Items from a data source:
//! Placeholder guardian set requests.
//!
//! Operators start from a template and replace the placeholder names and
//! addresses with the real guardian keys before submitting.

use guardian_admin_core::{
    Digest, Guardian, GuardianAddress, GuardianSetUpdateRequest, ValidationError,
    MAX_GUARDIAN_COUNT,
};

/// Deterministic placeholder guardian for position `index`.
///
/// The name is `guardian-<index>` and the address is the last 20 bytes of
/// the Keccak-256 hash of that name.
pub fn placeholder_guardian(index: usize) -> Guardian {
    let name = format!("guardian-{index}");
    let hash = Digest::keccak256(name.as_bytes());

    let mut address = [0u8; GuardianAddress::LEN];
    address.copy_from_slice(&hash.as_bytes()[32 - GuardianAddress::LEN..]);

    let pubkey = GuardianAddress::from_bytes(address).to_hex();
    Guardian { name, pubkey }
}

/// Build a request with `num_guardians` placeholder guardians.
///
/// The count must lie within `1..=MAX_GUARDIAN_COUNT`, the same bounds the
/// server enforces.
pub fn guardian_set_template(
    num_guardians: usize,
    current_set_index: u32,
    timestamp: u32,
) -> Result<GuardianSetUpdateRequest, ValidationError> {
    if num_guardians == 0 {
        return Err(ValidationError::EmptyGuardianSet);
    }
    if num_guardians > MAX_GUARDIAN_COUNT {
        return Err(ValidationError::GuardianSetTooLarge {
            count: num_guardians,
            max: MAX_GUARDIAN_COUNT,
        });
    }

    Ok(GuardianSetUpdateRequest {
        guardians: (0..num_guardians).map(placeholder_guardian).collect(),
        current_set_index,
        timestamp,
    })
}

WHAT YOU HAVE TO DO.
Starting at the line that contains "if num_guardians == 0", copy every line down to the last line of the records above, exactly as written.

TASK SOLUTION.
    if num_guardians == 0 {
        return Err(ValidationError::EmptyGuardianSet);
    }
    if num_guardians > MAX_GUARDIAN_COUNT {
        return Err(ValidationError::GuardianSetTooLarge {
            count: num_guardians,
            max: MAX_GUARDIAN_COUNT,
        });
    }

    Ok(GuardianSetUpdateRequest {
        guardians: (0..num_guardians).map(placeholder_guardian).collect(),
        current_set_index,
        timestamp,
    })
}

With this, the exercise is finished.